Employees expect employers to provide health insurance and pay for it. Employers do the former but never the later…………………….

Eagle Pass, Texas is located out in the middle of nowhere. You can’t get there from here unless you’re lost. The largest employer in town is the school district with about 1,800 full time employees. They are among the highest paid public educators in Texas.

Median salary is $52,118 representing an average salary 6 percent higher than USA average and median salary is 20 percent higher than USA median.

Eagle Pass ISD is paying the highest health insurance rates we’ve seen among Texas public school districts. The district’s health insurance contribution for 2021-2022 was $10,248 per employee. That brings the total average salary plus benefits to $62,366 of which 16% is for health insurance.

Employers don’t pay a dime for health insurance and never have. Employees pay for company sponsored health insurance in the form of lower wages. They just don’t know it.

As a guide and useful tool for district employees to better understand their true salary, a Salary Reduction Table is conveniently located on the district’s website.

If employees ever come to understand they are the ones paying 16% of their income for health insurance and not their employer you would have to believe they would start shopping for health insurance somewhere else.

District employees might ask “Why aren’t we with TRS ActiveCare? We can save a lot of money and have better coverage if we joined the state plan!”

They would be delighted to learn that’s entirely possible.

At current contribution levels, based on 1,800 employees, Eagle Pass ISD is spending $13,776,000. If the district moved to TRS ActiveCare and paid for the TRS High Deductible plan, the spend would reduce to $7,711,000. The savings would be $6,065,000 which would be more than enough to fund a HRA which in turn would effectively provide district employees with better benefits while still saving taxpayers a lot of money.

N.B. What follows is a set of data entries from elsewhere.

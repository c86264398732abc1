//! Risk score route: deterministic probability × vulnerability × impact.

use axum::Json;
use axum_extra::extract::WithRejection;
use serde::Deserialize;
use validator::Validate;

use crate::errors::{ApiResponse, AppError};
use crate::services::risk_score::{self, RiskScore};

/// Request body for the risk score computation.
#[derive(Debug, Deserialize, Validate)]
pub struct RiskScoreRequest {
    #[validate(range(min = 1, max = 3))]
    pub probability: u8,
    #[validate(range(min = 1, max = 4))]
    pub vulnerability: u8,
    #[validate(range(min = 1, max = 5))]
    pub impact: u8,
}

/// POST /api/v1/risk-score: compute score and priority band.
pub async fn compute(
    WithRejection(Json(body), _): WithRejection<Json<RiskScoreRequest>, AppError>,
) -> Result<Json<ApiResponse<RiskScore>>, AppError> {
    body.validate()?;
    let result = risk_score::compute(body.probability, body.vulnerability, body.impact)?;
    Ok(ApiResponse::success(result))
}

The district’s contribution towards health insurance premium would reduce from $10,248 to $4,284. Some of the difference can be returned to employees in the form of higher wages.

All it takes is for one employee to hire a smart attorney to sue the district for violation of fiduciary duties for failure to ensure plan assets are spent prudently and wisely. That’s fairly common with retirement plans and it’s a growing phenomenon in plan sponsored health insurance these days.

When was the last time the district went to bid on their health insurance? With rates as high as they are, it has likely been a long time passing since competitive bids were solicited. Maybe its time to do so?